** WORK REQUIRED **
Transcribe the data exactly. Leave nothing out.

[Records from a collection]
■ ■ ■ ■ ■

//! Bearer-token gate for the protected routes.

use std::sync::Arc;

use axum::{
    extract::{Request, State},
    http::{HeaderMap, header},
    middleware::Next,
    response::Response,
};
use subtle::ConstantTimeEq;

use super::store::OAuthStore;
use crate::error::AuthError;
use crate::server::transport::HttpState;

/// Header carrying the optional shared secret.
pub const SECRET_HEADER: &str = "x-mcp-secret";

/// Check the bearer token and, if configured, the shared secret.
///
/// Checks run in order: token presence, token existence, token expiry
/// (expired tokens are deleted), shared secret.
pub async fn check_request(
    store: &OAuthStore,
    shared_secret: Option<&str>,
    headers: &HeaderMap,
) -> Result<(), AuthError> {
    let token = headers
        .get(header::AUTHORIZATION)
        .and_then(|v| v.to_str().ok())
        .and_then(|v| v.strip_prefix("Bearer "))
        .ok_or(AuthError::MissingToken)?;

    store.validate_access_token(token).await?;

    if let Some(expected) = shared_secret {
        let provided = headers.get(SECRET_HEADER).map(|v| v.as_bytes()).unwrap_or_default();
        if !bool::from(provided.ct_eq(expected.as_bytes())) {
            return Err(AuthError::Unauthorized);
        }
    }

    Ok(())
}

/// Middleware guarding every route it is layered on.
pub async fn require_bearer(
    State(state): State<Arc<HttpState>>,
    request: Request,
    next: Next,
) -> Result<Response, AuthError> {
    if let Err(err) =
        check_request(&state.oauth, state.shared_secret.as_deref(), request.headers()).await
    {
        tracing::warn!(error = %err, path = %request.uri().path(), "Rejected protected request");
        return Err(err);
    }

    Ok(next.run(request).await)
}
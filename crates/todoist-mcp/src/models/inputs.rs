//! Tool input models.
//!
//! Arguments are parsed leniently: a missing, null, or empty value is reported
//! as a missing parameter rather than a deserialization failure.

use serde::Deserialize;

use super::TaskId;
use crate::error::{ToolError, ToolResult};

/// Input for the `search` tool.
#[derive(Debug, Clone, Default, Deserialize)]
pub struct SearchInput {
    #[serde(default)]
    pub query: Option<String>,
}

impl SearchInput {
    /// Parse tool arguments; anything that is not an object counts as empty.
    #[must_use]
    pub fn from_args(args: &serde_json::Value) -> Self {
        serde_json::from_value(args.clone()).unwrap_or_default()
    }

    /// The non-empty query.
    pub fn require_query(&self) -> ToolResult<&str> {
        self.query.as_deref().filter(|q| !q.is_empty()).ok_or(ToolError::missing("query"))
    }
}

/// Input for the `fetch` tool.
#[derive(Debug, Clone, Default, Deserialize)]
pub struct FetchInput {
    #[serde(default)]
    pub id: Option<TaskId>,
}

impl FetchInput {
    /// Parse tool arguments; anything that is not an object counts as empty.
    #[must_use]
    pub fn from_args(args: &serde_json::Value) -> Self {
        serde_json::from_value(args.clone()).unwrap_or_default()
    }

    /// The non-empty task id.
    pub fn require_id(&self) -> ToolResult<&TaskId> {
        self.id.as_ref().filter(|id| !id.is_empty()).ok_or(ToolError::missing("id"))
    }
}
//! Task fetch tool.

use serde_json::json;

use super::{McpTool, ToolContext};
use crate::error::ToolResult;
use crate::models::{FetchInput, TaskDocument, TaskId, TaskMetadata};

/// Fetch one task by ID.
pub struct FetchTool;

impl FetchTool {
    pub async fn fetch(ctx: &ToolContext, id: &TaskId) -> ToolResult<TaskDocument> {
        let task = ctx.client.get_task(id).await?;

        Ok(TaskDocument {
            url: ctx.client.task_url(&task.id),
            text: task.text().to_string(),
            title: task.content,
            metadata: TaskMetadata { project_id: task.project_id, due: task.due },
            id: task.id,
        })
    }
}

#[async_trait::async_trait]
impl McpTool for FetchTool {
    fn name(&self) -> &'static str {
        "fetch"
    }

    fn description(&self) -> &'static str {
        "Fetch a single Todoist task by ID, including its project and due date."
    }

    fn input_schema(&self) -> serde_json::Value {
        json!({
            "type": "object",
            "properties": {
                "id": {
                    "type": "string",
                    "description": "ID of the task to fetch"
                }
            },
            "required": ["id"]
        })
    }

    fn upstream_error_message(&self) -> &'static str {
        "Todoist API error"
    }

    async fn execute(&self, ctx: &ToolContext, input: serde_json::Value) -> ToolResult<serde_json::Value> {
        let params = FetchInput::from_args(&input);
        let id = params.require_id()?;
        let document = Self::fetch(ctx, id).await?;
        Ok(serde_json::to_value(document)?)
    }
}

■ ■ ■ ■ ■

** WRITTEN SOLUTION **
//! Bearer-token gate for the protected routes.

use std::sync::Arc;

use axum::{
    extract::{Request, State},
    http::{HeaderMap, header},
    middleware::Next,
    response::Response,
};
use subtle::ConstantTimeEq;

use super::store::OAuthStore;
use crate::error::AuthError;
use crate::server::transport::HttpState;

/// Header carrying the optional shared secret.
pub const SECRET_HEADER: &str = "x-mcp-secret";

/// Check the bearer token and, if configured, the shared secret.
///
/// Checks run in order: token presence, token existence, token expiry
/// (expired tokens are deleted), shared secret.
pub async fn check_request(
    store: &OAuthStore,
    shared_secret: Option<&str>,
    headers: &HeaderMap,
) -> Result<(), AuthError> {
    let token = headers
        .get(header::AUTHORIZATION)
        .and_then(|v| v.to_str().ok())
        .and_then(|v| v.strip_prefix("Bearer "))
        .ok_or(AuthError::MissingToken)?;

    store.validate_access_token(token).await?;

    if let Some(expected) = shared_secret {
        let provided = headers.get(SECRET_HEADER).map(|v| v.as_bytes()).unwrap_or_default();
        if !bool::from(provided.ct_eq(expected.as_bytes())) {
            return Err(AuthError::Unauthorized);
        }
    }

    Ok(())
}

/// Middleware guarding every route it is layered on.
pub async fn require_bearer(
    State(state): State<Arc<HttpState>>,
    request: Request,
    next: Next,
) -> Result<Response, AuthError> {
    if let Err(err) =
        check_request(&state.oauth, state.shared_secret.as_deref(), request.headers()).await
    {
        tracing::warn!(error = %err, path = %request.uri().path(), "Rejected protected request");
        return Err(err);
    }

    Ok(next.run(request).await)
}
filename crates/todoist-mcp/src/models/inputs.rs
//! Tool input models.
//!
//! Arguments are parsed leniently: a missing, null, or empty value is reported
//! as a missing parameter rather than a deserialization failure.

use serde::Deserialize;

use super::TaskId;
use crate::error::{ToolError, ToolResult};

/// Input for the `search` tool.
#[derive(Debug, Clone, Default, Deserialize)]
pub struct SearchInput {
    #[serde(default)]
    pub query: Option<String>,
}

impl SearchInput {
    /// Parse tool arguments; anything that is not an object counts as empty.
    #[must_use]
    pub fn from_args(args: &serde_json::Value) -> Self {
        serde_json::from_value(args.clone()).unwrap_or_default()
    }

    /// The non-empty query.
    pub fn require_query(&self) -> ToolResult<&str> {
        self.query.as_deref().filter(|q| !q.is_empty()).ok_or(ToolError::missing("query"))
    }
}

/// Input for the `fetch` tool.
#[derive(Debug, Clone, Default, Deserialize)]
pub struct FetchInput {
    #[serde(default)]
    pub id: Option<TaskId>,
}

impl FetchInput {
    /// Parse tool arguments; anything that is not an object counts as empty.
    #[must_use]
    pub fn from_args(args: &serde_json::Value) -> Self {
        serde_json::from_value(args.clone()).unwrap_or_default()
    }

    /// The non-empty task id.
    pub fn require_id(&self) -> ToolResult<&TaskId> {
        self.id.as_ref().filter(|id| !id.is_empty()).ok_or(ToolError::missing("id"))
    }
}
//! Task fetch tool.

use serde_json::json;

use super::{McpTool, ToolContext};
use crate::error::ToolResult;
use crate::models::{FetchInput, TaskDocument, TaskId, TaskMetadata};

/// Fetch one task by ID.
pub struct FetchTool;

impl FetchTool {
    pub async fn fetch(ctx: &ToolContext, id: &TaskId) -> ToolResult<TaskDocument> {
        let task = ctx.client.get_task(id).await?;

        Ok(TaskDocument {
            url: ctx.client.task_url(&task.id),
            text: task.text().to_string(),
            title: task.content,
            metadata: TaskMetadata { project_id: task.project_id, due: task.due },
            id: task.id,
        })
    }
}

#[async_trait::async_trait]
impl McpTool for FetchTool {
    fn name(&self) -> &'static str {
        "fetch"
    }

    fn description(&self) -> &'static str {
        "Fetch a single Todoist task by ID, including its project and due date."
    }

    fn input_schema(&self) -> serde_json::Value {
        json!({
            "type": "object",
            "properties": {
                "id": {
                    "type": "string",
                    "description": "ID of the task to fetch"
                }
            },
            "required": ["id"]
        })
    }

    fn upstream_error_message(&self) -> &'static str {
        "Todoist API error"
    }

    async fn execute(&self, ctx: &ToolContext, input: serde_json::Value) -> ToolResult<serde_json::Value> {
        let params = FetchInput::from_args(&input);
        let id = params.require_id()?;
        let document = Self::fetch(ctx, id).await?;
        Ok(serde_json::to_value(document)?)
    }
}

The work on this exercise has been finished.